At every opportunity this week – a press conference, a radio interview, a select committee appearance – he’srefused to admit any errors. In truth, he’s made a few.
This week’s cut to the official cash rate wasn’t one of those mistakes. That - thank the Lord - was exactly the right thing to do.
New Zealand is probably in its third recession in two years.
Consumer spending is falling back in a drop not seen since the 1980s share market crash, and maybe even as far back as the late 1970s.
The number of trucks on the road has slumped by the biggest fall ever seen outside of the Covid lockdowns.
The OCR cut had to happen. The economy needs a break.
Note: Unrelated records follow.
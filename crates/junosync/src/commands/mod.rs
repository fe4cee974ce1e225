//! Command handlers, one module per command family.

pub mod config_cmd;
pub mod kinds;
pub mod plan;
pub mod resource;
pub mod util;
No, Orr’s mistake was that he didn’t realise soon enough how bad it was.
In May, he somehow misread this suffering economy so badly that he thought (and told us) what we needed was another OCR hike to strangle it some more.
Going from that threat - to then cutting the OCR in just three months - is serious whiplash.
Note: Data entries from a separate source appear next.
// ── Transaction manager ──
//
// Every mutation follows lock -> apply -> validate -> commit -> unlock. Any
// failure after the lock is taken discards the candidate and releases the
// lock exactly once before the error is returned.

use std::time::Duration;

use strum::Display;
use tokio::sync::OwnedMutexGuard;
use tokio_util::sync::CancellationToken;
use tracing::{debug, info, warn};

use crate::directive::DirectiveBatch;
use crate::error::{CoreError, rejection_message};
use crate::guard::WriteGuard;
use crate::session::Session;

#[derive(Debug, Clone, Copy, PartialEq, Eq, Display)]
pub enum TxState {
    Idle,
    Locked,
    Edited,
    Validated,
    Committed,
    RolledBack,
    Closed,
}

/// One locked edit of the candidate configuration.
pub struct Transaction<'a> {
    session: &'a Session,
    resource: String,
    state: TxState,
    /// Held from `Locked` until `Closed`.
    writer: Option<OwnedMutexGuard<()>>,
}

impl<'a> Transaction<'a> {
    /// Become the device's only in-process writer, then take the
    /// configuration lock, polling every `poll_interval` while another
    /// client holds it. Only `cancel` ends either wait early.
    pub async fn begin(
        session: &'a Session,
        resource: impl Into<String>,
        poll_interval: Duration,
        writer: &WriteGuard,
        cancel: &CancellationToken,
    ) -> Result<Self, CoreError> {
        let resource = resource.into();
        let permit = tokio::select! {
            () = cancel.cancelled() => return Err(CoreError::Cancelled),
            permit = writer.acquire() => permit,
        };
        loop {
            if cancel.is_cancelled() {
                return Err(CoreError::Cancelled);
            }
            let granted = session.channel().lock().await;
            session.settle().await;
            if granted? {
                break;
            }
            warn!(
                resource = %resource,
                retry_in = ?poll_interval,
                "configuration database locked by another session"
            );
            tokio::select! {
                () = cancel.cancelled() => return Err(CoreError::Cancelled),
                () = tokio::time::sleep(poll_interval) => {}
            }
        }
        debug!(resource = %resource, "configuration locked");
        Ok(Self {
            session,
            resource,
            state: TxState::Locked,
            writer: Some(permit),
        })
    }

    pub fn state(&self) -> TxState {
        self.state
    }

    /// Stage the batch into the candidate configuration.
    pub async fn apply(&mut self, batch: &DirectiveBatch) -> Result<Vec<String>, CoreError> {
        self.require_state(TxState::Locked, "apply")?;
        let lines = batch.to_lines();
        for line in &lines {
            debug!(resource = %self.resource, "{line}");
        }
        let result = self.session.channel().apply(&lines).await;
        self.session.settle().await;
        match result {
            Ok(warnings) => {
                for w in &warnings {
                    warn!(resource = %self.resource, warning = %w, "device warning");
                }
                self.state = TxState::Edited;
                Ok(warnings)
            }
            Err(e) => {
                let err = match rejection_message(&e) {
                    Some(message) => CoreError::ApplyRejected {
                        resource: self.resource.clone(),
                        message,
                    },
                    None => e.into(),
                };
                Err(self.rollback(err).await)
            }
        }
    }

    /// Dry-run commit check.
    pub async fn validate(&mut self) -> Result<(), CoreError> {
        self.require_state(TxState::Edited, "validate")?;
        let result = self.session.channel().validate().await;
        self.session.settle().await;
        match result {
            Ok(()) => {
                self.state = TxState::Validated;
                Ok(())
            }
            Err(e) => {
                let err = match rejection_message(&e) {
                    Some(message) => CoreError::ValidationFailed {
                        resource: self.resource.clone(),
                        message,
                    },
                    None => e.into(),
                };
                Err(self.rollback(err).await)
            }
        }
    }

    /// Commit and release the lock.
    pub async fn commit(mut self, comment: Option<&str>) -> Result<Vec<String>, CoreError> {
        self.require_state(TxState::Validated, "commit")?;
        let result = self.session.channel().commit(comment).await;
        self.session.settle().await;
        match result {
            Ok(warnings) => {
                self.state = TxState::Committed;
                info!(resource = %self.resource, "configuration committed");
                self.unlock().await;
                self.close();
                Ok(warnings)
            }
            Err(e) => {
                let err = match rejection_message(&e) {
                    Some(message) => CoreError::CommitFailed {
                        resource: self.resource.clone(),
                        message,
                    },
                    None => e.into(),
                };
                Err(self.rollback(err).await)
            }
        }
    }

    /// Roll back because of an error raised outside the transaction
    /// (compile failure, allocation failure) and hand the error back.
    pub async fn abort(mut self, err: CoreError) -> CoreError {
        self.rollback(err).await
    }

    /// Apply, validate and commit in one go.
    pub async fn run(
        mut self,
        batch: &DirectiveBatch,
        comment: Option<&str>,
    ) -> Result<Vec<String>, CoreError> {
        let mut warnings = self.apply(batch).await?;
        self.validate().await?;
        warnings.extend(self.commit(comment).await?);
        Ok(warnings)
    }

    async fn rollback(&mut self, err: CoreError) -> CoreError {
        if matches!(self.state, TxState::Closed | TxState::RolledBack) {
            return err;
        }
        warn!(resource = %self.resource, error = %err, "rolling back");
        if let Err(e) = self.session.channel().discard_candidate().await {
            warn!(resource = %self.resource, error = %e, "failed to discard candidate");
        }
        self.session.settle().await;
        self.state = TxState::RolledBack;
        self.unlock().await;
        self.close();
        err
    }

    fn close(&mut self) {
        self.state = TxState::Closed;
        self.writer = None;
    }

    async fn unlock(&self) {
        if let Err(e) = self.session.channel().unlock().await {
            warn!(resource = %self.resource, error = %e, "failed to release configuration lock");
        }
        self.session.settle().await;
        debug!(resource = %self.resource, "configuration unlocked");
    }

    fn require_state(&self, state: TxState, action: &str) -> Result<(), CoreError> {
        if self.state == state {
            Ok(())
        } else {
            Err(CoreError::Internal(format!(
                "cannot {action} a transaction in state {}",
                self.state
            )))
        }
    }
}

impl Drop for Transaction<'_> {
    fn drop(&mut self) {
        if self.state != TxState::Closed {
            warn!(
                resource = %self.resource,
                state = %self.state,
                "transaction dropped without commit or rollback"
            );
        }
    }
}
Three months ago his Reserve Bank predicted the economy would grow by 0.1% last quarter and 0.3% this quarter. Now it’s predicting the opposite: contractions of 0.5% and 0.2%.
Three months ago the central bank told us they’d cut in August 2025 at the earliest. They cut this month. They were wrong by a year.
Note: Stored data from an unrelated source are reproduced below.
fn config() -> DeviceConfig {
    let mut config = DeviceConfig::new(
        Url::parse("https://fw1.example.net:3443").unwrap(),
        AuthCredentials {
            username: "netops".into(),
            password: SecretString::from("s3cret".to_owned()),
        },
    );
    config.command_delay = Duration::ZERO;
    config
}

fn device(channel: &MemoryChannel) -> Device {
    Device::in_memory(config(), channel.clone())
}

fn lan_unit() -> Interface {
    let mut unit = Interface::new("ge-0/0/1.0");
    unit.description = "lan".into();
    unit.inet = true;
    unit.inet_address = vec![Address::new("192.168.1.1/24")];
    unit.security_zone = "trust".into();
    unit
}

fn corp_book() -> AddressBook {
    let mut book = AddressBook::new("corp");
    book.description = "office ranges".into();
    book.network_address = vec![
        BookAddress {
            name: "web".into(),
            value: "10.0.0.5/32".into(),
            ..BookAddress::default()
        },
        BookAddress {
            name: "db".into(),
            value: "10.0.0.6/32".into(),
            description: "primary".into(),
        },
    ];
    book.address_set = vec![BookAddressSet {
        name: "servers".into(),
        address: vec!["web".into(), "db".into()],
        ..BookAddressSet::default()
    }];
    book
}

// ── Create ──────────────────────────────────────────────────────────

#[tokio::test]
async fn create_commits_and_reads_back() {
    let dev = MemoryChannel::default()
        .with_physical_interfaces(["ge-0/0/1"])
        .with_active(["set security zones security-zone trust"]);
    let created = device(&dev).create(&lan_unit()).await.unwrap();

    assert_eq!(created, lan_unit());
    assert_eq!(dev.commit_count(), 1);
    assert_eq!(dev.unlock_count(), 1);
    assert!(!dev.is_locked());
    assert!(
        dev.active()
            .contains(&"set security zones security-zone trust interfaces ge-0/0/1.0".to_owned())
    );
}

#[tokio::test]
async fn create_over_configured_object_fails_and_releases_lock() {
    let dev = MemoryChannel::default().with_active(["set interfaces ge-0/0/1 unit 0 description taken"]);
    let err = device(&dev).create(&lan_unit()).await.unwrap_err();

    assert!(matches!(err, CoreError::AlreadyExists { .. }));
    assert_eq!(dev.commit_count(), 0);
    assert_eq!(dev.unlock_count(), 1);
    assert_eq!(dev.discard_count(), 1);
}

#[tokio::test]
async fn create_clears_placeholder_first() {
    let dev = MemoryChannel::default()
        .with_physical_interfaces(["ge-0/0/2"])
        .with_active([
            "set interfaces ge-0/0/2 description NC",
            "set interfaces ge-0/0/2 disable",
        ]);
    let mut port = Interface::new("ge-0/0/2");
    port.description = "server".into();
    port.mtu = 9000;
    device(&dev).create(&port).await.unwrap();

    assert_eq!(dev.applied()[0], "delete interfaces ge-0/0/2");
    assert_eq!(
        dev.active(),
        vec![
            "set interfaces ge-0/0/2 description server",
            "set interfaces ge-0/0/2 mtu 9000",
        ]
    );
}

#[tokio::test]
async fn bare_port_replaces_the_placeholder_and_stays_configured() {
    let dev = MemoryChannel::default()
        .with_physical_interfaces(["ge-0/0/5"])
        .with_active([
            "set interfaces ge-0/0/5 description NC",
            "set interfaces ge-0/0/5 disable",
        ]);
    let device = device(&dev);
    let created = device.create(&Interface::new("ge-0/0/5")).await.unwrap();

    assert_eq!(created, Interface::new("ge-0/0/5"));
    assert_eq!(dev.active(), vec!["set interfaces ge-0/0/5"]);
    assert!(device.exists::<Interface>(&"ge-0/0/5".to_owned()).await.unwrap());
}

#[tokio::test]
async fn placeholder_shaped_create_is_a_divergence() {
    let dev = MemoryChannel::default().with_physical_interfaces(["ge-0/0/6"]);
    let mut port = Interface::new("ge-0/0/6");
    port.description = "NC".into();
    port.disable = true;
    let err = device(&dev).create(&port).await.unwrap_err();

    assert!(
        matches!(err, CoreError::PostCommitDivergence { ref resource, .. } if resource == "interface ge-0/0/6"),
        "{err:?}"
    );
    assert_eq!(dev.commit_count(), 1);
    assert!(!dev.is_locked());
}

#[tokio::test]
async fn recreate_after_delete_matches_a_single_create() {
    let once = MemoryChannel::default().with_active(["set security zones security-zone trust"]);
    device(&once).create(&corp_book()).await.unwrap();

    let twice = MemoryChannel::default().with_active(["set security zones security-zone trust"]);
    let device = device(&twice);
    device.create(&corp_book()).await.unwrap();
    device.delete::<AddressBook>(&"corp".to_owned()).await.unwrap();
    assert_eq!(twice.active(), vec!["set security zones security-zone trust"]);
    let recreated = device.create(&corp_book()).await.unwrap();

    assert_eq!(recreated, corp_book());
    assert_eq!(twice.active(), once.active());
    assert_eq!(
        device.read::<AddressBook>(&"corp".to_owned()).await.unwrap(),
        Device::in_memory(config(), once.clone())
            .read::<AddressBook>(&"corp".to_owned())
            .await
            .unwrap()
    );
}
There is no explanation for how they got things so badly wrong.
Even in May they already knew that they would have done their one job, which is keeping inflation between 1% and 3%, by the end of this year. That means they didn’t need to threaten a hike.
Orr’s other mistake was fuelling inflation when it was already out of control.
It’s mind-blowing that he was still pumping cheap money into banks as late as December 2022. By then, inflation was already at 7.2%. It had been too high for a whopping 18 months already.
The price we’re paying is the recession Orr’s engineered in order to fix what was partly his own mistake.
While we’re going backwards, global economic growth is 3.2%. According to Auckland University economics professor Robert MacCulloch, we are one of the slowest growing countries on the planet. We rank 183rd out of 190 economies. Below us are three countries in civil war and a few cot cases.
But Adrian Orr insists there was no flip-flop, no turnaround, no error.
Those who know the man suggest it’s in his nature to fight his corner. And it might work for him to some extent.
There will be those who buy Orr’s story that things just changed so rapidly from May to August that it forced him to do a screeching turnaround.
But he won’t convince the people who understand what’s happened here and they are ultimately the people who matter: those who make a living off money matters, who commentate on the economy and who will help write New Zealand’s economic history.
In the last three months, Orr’s mistakes have done his credibility (and the Reserve Bank’s) significant damage. Pretending it hasn’t happened only undermines that credibility further.
He might not want to admit any errors but you can’t get around this: Adrian Orr will go down in history as the Reserve Bank Governor who deliberately forced NZ into not one, but three recessions.